The present invention relates generally to Electrically Erasable Programmable Read Only Memory (EEPROM), and more particularly relates to a system and method for reducing band-to-band tunneling current during a Flash EEPROM erase cycle via memory I/O partitioning of the erase cycle.
Memory devices, such as Electrically Erasable Programmable Read Only Memories (EEPROMs), are an important architectural component in modern computing systems. These systems affect many aspects of society ranging from the home to business and education. For example, wireless systems, such as cell phones, have become a staple in many people""s day-to-day lives. As this technology and others have advanced however, system requirements have become increasingly demanding for systems designers and architects. One important demand has been the need for smaller memory packaging with increased memory density in order to provide ever more functionality in smaller portable computing systems such as cell phones and other hand held systems such as Personal Digital Assistants (PDAs) and pagers.
Flash EEPROMs enable computing systems to store large amounts of program data that generally provide instructions to an associated computer processing system. An advantage to Flash memory is the ability to electrically re-program the memory via program and erase operations associated with the Flash. Thus, if a manufacturer desires to correct a product bug and/or provide an updated product feature, the Flash memory may be easily re-programmed without having to replace components within the given product. As described above, as technology demands have increased, density and packaging requirements for Flash memories have also steadily increased. Unfortunately, as memory density requirements increase, challenges relating to Flash program and erase operations have increased.
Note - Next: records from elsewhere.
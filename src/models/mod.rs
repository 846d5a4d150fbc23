//! Data models for the library

pub mod book;
pub mod borrowing;
pub mod member;

// Re-export commonly used types
pub use book::{Book, CreateBook};
pub use borrowing::{BorrowingHistoryEntry, BorrowingQuery, BorrowingRecord, CreateBorrowingRecord};
pub use member::{CreateMember, Member};
//! Seeder tests

use std::collections::HashSet;

use rand::{rngs::StdRng, SeedableRng};

use library_server::{
    error::AppError,
    models::BorrowingQuery,
    seed::{self, data, loans},
};

use crate::common::{memory_repository, today};

#[tokio::test]
async fn test_run_reports_progress() {
    let repository = memory_repository().await;
    let mut rng = StdRng::seed_from_u64(1);
    let mut out = Vec::new();

    let report = seed::run(&repository, &mut rng, today(), &mut out)
        .await
        .expect("Seeding failed");

    assert_eq!(report.books.len(), 20);
    assert_eq!(report.members.len(), 15);
    assert_eq!(report.borrowing_records.len(), 15);

    let output = String::from_utf8(out).unwrap();
    let lines: Vec<&str> = output.lines().collect();
    assert_eq!(
        lines,
        vec![
            "Seeding database with sample data...",
            "Seeded 20 books",
            "Seeded 15 members",
            "Seeded 15 borrowing records",
            "Database seeding completed successfully!",
        ]
    );
}

#[tokio::test]
async fn test_catalog_and_roster_exist_exactly_once() {
    let repository = memory_repository().await;
    let mut rng = StdRng::seed_from_u64(2);
    seed::run(&repository, &mut rng, today(), &mut Vec::new())
        .await
        .unwrap();

    for (title, author, isbn) in data::CATALOG {
        let count: i64 = sqlx::query_scalar(
            "SELECT COUNT(*) FROM books WHERE title = ? AND author = ? AND isbn = ?",
        )
        .bind(title)
        .bind(author)
        .bind(isbn)
        .fetch_one(&repository.pool)
        .await
        .unwrap();
        assert_eq!(count, 1, "{}", title);
    }

    for (name, email) in data::ROSTER {
        let count: i64 =
            sqlx::query_scalar("SELECT COUNT(*) FROM members WHERE name = ? AND email = ?")
                .bind(name)
                .bind(email)
                .fetch_one(&repository.pool)
                .await
                .unwrap();
        assert_eq!(count, 1, "{}", email);
    }

    assert_eq!(repository.books.count().await.unwrap(), 20);
    assert_eq!(repository.members.count().await.unwrap(), 15);
}

#[tokio::test]
async fn test_seed_books_keeps_catalog_order_and_ids() {
    let repository = memory_repository().await;
    let books = seed::seed_books(&repository).await.unwrap();

    let titles: Vec<&str> = books.iter().map(|b| b.title.as_str()).collect();
    let expected: Vec<&str> = data::CATALOG.iter().map(|(title, _, _)| *title).collect();
    assert_eq!(titles, expected);

    for book in &books {
        assert_eq!(repository.books.get_by_id(book.id).await.unwrap(), *book);
    }
}

#[tokio::test]
async fn test_borrowing_records_split_and_windows() {
    let repository = memory_repository().await;
    let mut rng = StdRng::seed_from_u64(3);
    let report = seed::run(&repository, &mut rng, today(), &mut Vec::new())
        .await
        .unwrap();

    assert_eq!(repository.borrowing.count().await.unwrap(), 15);
    assert_eq!(report.borrowing_records.iter().filter(|r| r.is_open()).count(), 5);

    let open = repository
        .borrowing
        .list(&BorrowingQuery { active: Some(true) })
        .await
        .unwrap();
    assert_eq!(open.len(), 5);

    let book_ids: HashSet<i64> = report.books.iter().map(|b| b.id).collect();
    let member_ids: HashSet<i64> = report.members.iter().map(|m| m.id).collect();

    let stored = repository
        .borrowing
        .list(&Default::default())
        .await
        .unwrap();
    assert_eq!(stored.len(), 15);

    let mut closed = 0;
    for record in &stored {
        assert!(book_ids.contains(&record.book_id));
        assert!(member_ids.contains(&record.member_id));

        let age = (today() - record.borrow_date).num_days();
        match record.return_date {
            Some(returned) => {
                closed += 1;
                assert!(record.borrow_date <= returned);
                assert!(loans::CLOSED_LOAN_LENGTH_DAYS.contains(&(returned - record.borrow_date).num_days()));
                assert!(loans::CLOSED_LOAN_AGE_DAYS.contains(&age));
            }
            None => {
                assert!(record.is_open());
                assert!(loans::OPEN_LOAN_AGE_DAYS.contains(&age));
            }
        }
    }
    assert_eq!(closed, 10);
}

#[tokio::test]
async fn test_second_run_conflicts_and_changes_nothing() {
    let repository = memory_repository().await;
    let mut rng = StdRng::seed_from_u64(4);
    seed::run(&repository, &mut rng, today(), &mut Vec::new())
        .await
        .unwrap();

    let mut out = Vec::new();
    let second = seed::run(&repository, &mut rng, today(), &mut out).await;
    assert!(matches!(second, Err(AppError::Conflict(_))), "{:?}", second.err());

    let output = String::from_utf8(out).unwrap();
    assert!(!output.contains("Seeded"));

    assert_eq!(repository.books.count().await.unwrap(), 20);
    assert_eq!(repository.members.count().await.unwrap(), 15);
    assert_eq!(repository.borrowing.count().await.unwrap(), 15);
}

#[tokio::test]
async fn test_member_conflict_rolls_back_whole_batch() {
    let repository = memory_repository().await;
    let (name, email) = data::ROSTER[7];
    repository
        .members
        .create(&library_server::models::CreateMember::new(name, email))
        .await
        .unwrap();

    let result = seed::seed_members(&repository).await;
    assert!(matches!(result, Err(AppError::Conflict(_))));
    assert_eq!(repository.members.count().await.unwrap(), 1);
}

#[tokio::test]
async fn test_fixed_seed_reproduces_loans() {
    let mut plans = Vec::new();
    for _ in 0..2 {
        let repository = memory_repository().await;
        let mut rng = StdRng::seed_from_u64(2024);
        let report = seed::run(&repository, &mut rng, today(), &mut Vec::new())
            .await
            .unwrap();
        let plan: Vec<_> = report
            .borrowing_records
            .into_iter()
            .map(|r| (r.book_id, r.member_id, r.borrow_date, r.return_date))
            .collect();
        plans.push(plan);
    }
    assert_eq!(plans[0], plans[1]);
}

#[tokio::test]
async fn test_borrowing_records_need_books_and_members() {
    let repository = memory_repository().await;
    let members = seed::seed_members(&repository).await.unwrap();
    let mut rng = StdRng::seed_from_u64(5);

    let result = seed::seed_borrowing_records(&repository, &mut rng, today(), &[], &members).await;
    assert!(matches!(result, Err(AppError::BadRequest(_))));
    assert_eq!(repository.borrowing.count().await.unwrap(), 0);
}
One such challenge associated with Flash memories relates to increased current requirements during memory cell/sector erase operations. Memory cells generally may be described by a MOS structure wherein a voltage is applied to a cell gate element with respect to cell drain and source elements in order to store or remove charge associated with charge trapping regions within the cell structure. Erase operations to a cell may be provided, for example, by applying a negative voltage to the gate element and an elevated voltage to the drain element via a drain pump. As an erase is performed, a current known as band-to-band tunneling current is generated by the drain pump as a result of removing stored electrons from the charge trapping regions of the cell structure. As is the case with high-density flash structures, hundreds of thousands or millions of such cells may be programmed/erased concurrently. Consequently, band-to-band tunneling current requirements for the drain pump power supply may increase dramatically depending on the particular type of flash technology employed and the amount of cells that are concurrently erased/programmed.
Increased band-to-band tunneling current requirements, however, may cause problems for the associated drain pump. For example, increased current may cause increased IR drops within the memory device and therefore lead to a reduction in drain pump output voltage. If the drain pump output voltage is reduced, errors may occur during Flash erase or programming operations, wherein memory cells are improperly or impartially erased/programmed. Presently, conventional Flash erase systems may cause increased band-to-band tunneling current problems. This may occur since entire memory segments (e.g., 1 Megabyte, xc2xd Megabyte) are generally programmed with a single erase pulse and/or sequence. Consequently, it would therefore be desirable to improve upon conventional Flash erase systems and methods in order to reduce band-to-band current requirements.
The present invention relates to a system and method for reducing band-to-band tunneling current requirements during Flash EEPROM erase operations. This may be achieved by partitioning a sector of a Flash memory into N I/O subsectors, wherein N is an integer, and providing an erase pulse to each of the N I/O subsectors, respectively. Band-to-band tunneling current requirements are reduced since each I/O subsector erase operation requires less tunneling current than required for an entire sector erase operation. Furthermore, drain pumps supplying the band-to-band tunneling current may be designed with lower power and size requirements than conventional systems.
As will be described in more detail below, I/O and related erase partitioning may be applied during some erase operations and not applied during subsequent erase operations. For example, a sector may be erased via a plurality of pulses applied to individual I/O subsectors of the sector. After the partitioned erase, a verify operation commences wherein the sector is checked to determine if all the memory locations have been properly erased. If all the memory locations have not been erased, a subsequent partitioned erase sequence may commence with an associated subsequent verify sequence. If all the memory locations have still not been erased properly after the subsequent verify sequence, a full sector erase may then be initiated wherein all the N I/O subsectors are erased concurrently. Subsequent full sector erases may be commenced since most of the cells in the partitioned sector have been previously erased during the partitioned erase sequence described above. Thus, full sector erases after initial erase partitioning may be commenced without overloading the associated drain pump.
To the accomplishment of the foregoing and related ends, the invention comprises the features hereinafter fully described. The following description and the annexed drawings set forth in detail certain illustrative embodiments of the invention. These embodiments are indicative, however, of but a few of the various ways in which the principles of the invention may be employed. Other objects, advantages and novel features of the invention will become apparent from the following detailed description of the invention when considered in conjunction with the drawings.